◆ **Data under study**:

====

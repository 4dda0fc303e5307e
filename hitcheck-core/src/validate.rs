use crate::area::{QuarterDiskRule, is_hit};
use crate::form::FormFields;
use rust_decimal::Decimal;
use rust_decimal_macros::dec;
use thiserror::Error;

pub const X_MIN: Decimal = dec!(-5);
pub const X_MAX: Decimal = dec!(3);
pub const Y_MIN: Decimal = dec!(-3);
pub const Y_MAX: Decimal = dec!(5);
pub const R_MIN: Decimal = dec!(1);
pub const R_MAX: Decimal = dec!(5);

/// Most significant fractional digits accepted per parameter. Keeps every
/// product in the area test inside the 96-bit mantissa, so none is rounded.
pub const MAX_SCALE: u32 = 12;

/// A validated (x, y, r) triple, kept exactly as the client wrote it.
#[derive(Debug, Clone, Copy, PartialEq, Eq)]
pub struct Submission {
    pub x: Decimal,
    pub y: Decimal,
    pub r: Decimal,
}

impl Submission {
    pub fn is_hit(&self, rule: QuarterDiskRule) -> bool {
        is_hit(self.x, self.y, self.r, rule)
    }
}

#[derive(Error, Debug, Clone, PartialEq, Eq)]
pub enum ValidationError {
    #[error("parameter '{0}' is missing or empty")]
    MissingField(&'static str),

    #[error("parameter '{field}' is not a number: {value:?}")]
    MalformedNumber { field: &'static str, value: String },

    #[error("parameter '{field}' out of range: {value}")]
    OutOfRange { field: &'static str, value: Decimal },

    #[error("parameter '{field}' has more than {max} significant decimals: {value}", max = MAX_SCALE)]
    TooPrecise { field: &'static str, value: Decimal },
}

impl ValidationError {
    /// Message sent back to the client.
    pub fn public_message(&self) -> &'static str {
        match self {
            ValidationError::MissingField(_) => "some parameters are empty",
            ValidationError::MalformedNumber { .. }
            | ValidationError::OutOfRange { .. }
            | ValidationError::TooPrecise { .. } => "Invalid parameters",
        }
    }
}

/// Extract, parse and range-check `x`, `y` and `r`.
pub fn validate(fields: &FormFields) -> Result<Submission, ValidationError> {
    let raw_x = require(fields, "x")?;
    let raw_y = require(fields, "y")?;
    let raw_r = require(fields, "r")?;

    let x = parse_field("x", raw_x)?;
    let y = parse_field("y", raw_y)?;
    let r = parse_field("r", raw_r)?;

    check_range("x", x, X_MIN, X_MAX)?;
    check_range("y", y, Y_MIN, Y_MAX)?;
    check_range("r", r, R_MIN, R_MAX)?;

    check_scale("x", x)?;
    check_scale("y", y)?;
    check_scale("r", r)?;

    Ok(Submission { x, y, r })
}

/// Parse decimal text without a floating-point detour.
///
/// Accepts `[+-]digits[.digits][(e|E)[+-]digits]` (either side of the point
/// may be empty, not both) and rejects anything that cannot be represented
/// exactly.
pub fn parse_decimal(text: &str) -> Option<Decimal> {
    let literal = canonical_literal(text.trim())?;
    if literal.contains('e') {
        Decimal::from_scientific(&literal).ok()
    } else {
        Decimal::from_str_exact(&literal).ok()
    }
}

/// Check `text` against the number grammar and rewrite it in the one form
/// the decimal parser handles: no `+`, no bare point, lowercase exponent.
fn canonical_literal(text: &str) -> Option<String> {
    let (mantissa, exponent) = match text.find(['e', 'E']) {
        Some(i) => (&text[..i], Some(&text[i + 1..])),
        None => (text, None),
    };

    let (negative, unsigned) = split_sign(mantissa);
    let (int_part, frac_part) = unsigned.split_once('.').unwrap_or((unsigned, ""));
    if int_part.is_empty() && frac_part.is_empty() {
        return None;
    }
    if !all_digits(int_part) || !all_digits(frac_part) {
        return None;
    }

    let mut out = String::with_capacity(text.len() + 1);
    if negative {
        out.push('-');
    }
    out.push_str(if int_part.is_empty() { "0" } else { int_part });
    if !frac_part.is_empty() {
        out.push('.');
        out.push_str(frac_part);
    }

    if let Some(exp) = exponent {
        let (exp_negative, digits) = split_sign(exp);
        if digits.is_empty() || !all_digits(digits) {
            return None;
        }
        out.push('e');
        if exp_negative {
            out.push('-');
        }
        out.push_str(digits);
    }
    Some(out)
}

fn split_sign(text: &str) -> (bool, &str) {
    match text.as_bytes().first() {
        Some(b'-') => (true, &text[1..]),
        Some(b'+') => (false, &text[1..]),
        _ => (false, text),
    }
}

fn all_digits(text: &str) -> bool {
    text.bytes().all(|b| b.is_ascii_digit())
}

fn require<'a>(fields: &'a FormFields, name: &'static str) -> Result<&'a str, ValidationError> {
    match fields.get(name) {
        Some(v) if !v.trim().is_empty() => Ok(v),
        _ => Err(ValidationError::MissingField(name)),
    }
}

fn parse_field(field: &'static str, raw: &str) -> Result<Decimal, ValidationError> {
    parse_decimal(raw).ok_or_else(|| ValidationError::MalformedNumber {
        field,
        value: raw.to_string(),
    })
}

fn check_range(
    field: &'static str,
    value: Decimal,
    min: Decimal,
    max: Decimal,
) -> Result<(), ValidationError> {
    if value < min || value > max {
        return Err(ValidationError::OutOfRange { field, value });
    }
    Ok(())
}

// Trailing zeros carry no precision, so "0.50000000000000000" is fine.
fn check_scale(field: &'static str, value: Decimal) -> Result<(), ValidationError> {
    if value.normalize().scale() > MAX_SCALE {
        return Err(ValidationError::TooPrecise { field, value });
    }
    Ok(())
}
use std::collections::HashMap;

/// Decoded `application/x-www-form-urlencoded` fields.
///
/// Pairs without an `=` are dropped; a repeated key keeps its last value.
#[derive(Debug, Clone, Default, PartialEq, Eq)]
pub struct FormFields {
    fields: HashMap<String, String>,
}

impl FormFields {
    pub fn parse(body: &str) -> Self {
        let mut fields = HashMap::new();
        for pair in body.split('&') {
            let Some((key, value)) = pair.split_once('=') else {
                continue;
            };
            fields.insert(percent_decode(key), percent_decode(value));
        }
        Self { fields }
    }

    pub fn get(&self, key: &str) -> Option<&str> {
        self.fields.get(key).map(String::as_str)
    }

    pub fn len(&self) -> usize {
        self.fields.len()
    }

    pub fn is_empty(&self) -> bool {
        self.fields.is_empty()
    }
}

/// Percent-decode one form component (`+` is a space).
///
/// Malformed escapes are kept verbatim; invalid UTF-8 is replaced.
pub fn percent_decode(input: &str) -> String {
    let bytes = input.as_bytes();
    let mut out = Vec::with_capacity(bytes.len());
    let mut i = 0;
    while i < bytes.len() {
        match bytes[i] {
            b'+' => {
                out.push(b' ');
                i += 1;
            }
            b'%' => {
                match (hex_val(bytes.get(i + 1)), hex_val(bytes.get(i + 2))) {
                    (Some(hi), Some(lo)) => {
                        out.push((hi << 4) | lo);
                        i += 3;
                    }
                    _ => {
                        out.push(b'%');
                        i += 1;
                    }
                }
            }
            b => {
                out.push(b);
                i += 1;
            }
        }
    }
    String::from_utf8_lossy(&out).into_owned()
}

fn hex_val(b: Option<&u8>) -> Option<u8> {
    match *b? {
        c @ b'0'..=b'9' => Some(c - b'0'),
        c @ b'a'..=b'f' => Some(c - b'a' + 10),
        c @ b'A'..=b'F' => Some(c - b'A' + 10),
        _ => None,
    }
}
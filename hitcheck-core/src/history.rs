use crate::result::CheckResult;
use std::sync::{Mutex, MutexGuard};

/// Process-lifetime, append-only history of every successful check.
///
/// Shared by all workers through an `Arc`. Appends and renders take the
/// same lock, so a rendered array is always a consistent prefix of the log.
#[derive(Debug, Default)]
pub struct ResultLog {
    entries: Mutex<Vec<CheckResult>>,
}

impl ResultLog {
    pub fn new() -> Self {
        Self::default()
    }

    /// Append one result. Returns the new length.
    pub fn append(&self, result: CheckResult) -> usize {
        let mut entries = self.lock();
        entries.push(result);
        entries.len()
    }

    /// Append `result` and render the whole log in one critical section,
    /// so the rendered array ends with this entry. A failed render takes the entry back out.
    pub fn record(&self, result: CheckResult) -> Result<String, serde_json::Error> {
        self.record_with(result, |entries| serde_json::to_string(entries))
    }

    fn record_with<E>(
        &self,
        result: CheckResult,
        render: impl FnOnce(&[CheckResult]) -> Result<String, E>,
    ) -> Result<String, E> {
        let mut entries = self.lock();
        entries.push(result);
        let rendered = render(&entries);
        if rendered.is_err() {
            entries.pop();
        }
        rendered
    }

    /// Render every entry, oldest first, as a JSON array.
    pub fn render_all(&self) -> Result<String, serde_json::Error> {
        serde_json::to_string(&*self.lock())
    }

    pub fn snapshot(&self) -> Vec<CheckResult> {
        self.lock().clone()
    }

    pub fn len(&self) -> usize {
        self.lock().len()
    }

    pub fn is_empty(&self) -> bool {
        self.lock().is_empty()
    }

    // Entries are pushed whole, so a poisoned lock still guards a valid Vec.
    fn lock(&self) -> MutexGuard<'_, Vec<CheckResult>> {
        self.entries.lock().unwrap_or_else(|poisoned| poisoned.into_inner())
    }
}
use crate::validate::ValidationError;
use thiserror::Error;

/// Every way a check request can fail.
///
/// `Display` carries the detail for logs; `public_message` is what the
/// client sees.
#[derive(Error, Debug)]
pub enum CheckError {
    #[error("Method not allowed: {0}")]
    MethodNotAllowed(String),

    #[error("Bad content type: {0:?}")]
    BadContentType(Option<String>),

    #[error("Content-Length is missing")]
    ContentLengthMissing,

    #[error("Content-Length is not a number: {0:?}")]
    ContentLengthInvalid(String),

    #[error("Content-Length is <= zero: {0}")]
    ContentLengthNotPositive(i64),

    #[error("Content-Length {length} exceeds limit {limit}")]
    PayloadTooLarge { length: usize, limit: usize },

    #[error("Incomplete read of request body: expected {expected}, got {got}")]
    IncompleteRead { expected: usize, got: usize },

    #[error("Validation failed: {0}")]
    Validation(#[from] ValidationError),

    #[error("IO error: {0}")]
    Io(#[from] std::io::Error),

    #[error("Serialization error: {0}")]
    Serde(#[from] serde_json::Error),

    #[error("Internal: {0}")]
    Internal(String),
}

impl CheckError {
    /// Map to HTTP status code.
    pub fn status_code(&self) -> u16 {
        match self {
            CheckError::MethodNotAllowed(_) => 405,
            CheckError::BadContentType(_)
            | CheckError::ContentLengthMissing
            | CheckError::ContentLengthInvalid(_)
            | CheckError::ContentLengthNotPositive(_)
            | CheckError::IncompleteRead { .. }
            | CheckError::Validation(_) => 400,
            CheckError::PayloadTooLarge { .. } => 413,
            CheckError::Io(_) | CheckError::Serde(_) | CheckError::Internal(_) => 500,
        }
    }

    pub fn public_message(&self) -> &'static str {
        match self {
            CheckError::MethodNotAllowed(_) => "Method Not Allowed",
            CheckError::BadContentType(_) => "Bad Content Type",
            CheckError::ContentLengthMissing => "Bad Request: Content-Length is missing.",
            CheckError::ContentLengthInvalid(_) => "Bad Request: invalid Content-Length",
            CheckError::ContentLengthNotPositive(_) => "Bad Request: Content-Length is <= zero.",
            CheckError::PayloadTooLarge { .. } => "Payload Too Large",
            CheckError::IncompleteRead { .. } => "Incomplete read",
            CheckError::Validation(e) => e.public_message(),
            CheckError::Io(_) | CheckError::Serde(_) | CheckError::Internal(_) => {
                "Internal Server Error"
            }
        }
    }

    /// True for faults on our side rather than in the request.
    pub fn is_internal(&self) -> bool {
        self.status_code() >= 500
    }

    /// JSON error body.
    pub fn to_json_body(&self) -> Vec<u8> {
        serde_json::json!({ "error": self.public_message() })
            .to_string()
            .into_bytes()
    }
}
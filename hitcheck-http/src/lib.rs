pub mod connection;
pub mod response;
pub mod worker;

====

◆ **What is being asked**:
Quote the records from their first line to the line with "client wrote it.", inclusive, without adding or dropping anything.

◆ **Response to the exercise**:
repository 4dda0fc303e5307e
filename hitcheck-core/src/validate.rs
use crate::area::{QuarterDiskRule, is_hit};
use crate::form::FormFields;
use rust_decimal::Decimal;
use rust_decimal_macros::dec;
use thiserror::Error;

pub const X_MIN: Decimal = dec!(-5);
pub const X_MAX: Decimal = dec!(3);
pub const Y_MIN: Decimal = dec!(-3);
pub const Y_MAX: Decimal = dec!(5);
pub const R_MIN: Decimal = dec!(1);
pub const R_MAX: Decimal = dec!(5);

/// Most significant fractional digits accepted per parameter. Keeps every
/// product in the area test inside the 96-bit mantissa, so none is rounded.
pub const MAX_SCALE: u32 = 12;

/// A validated (x, y, r) triple, kept exactly as the client wrote it.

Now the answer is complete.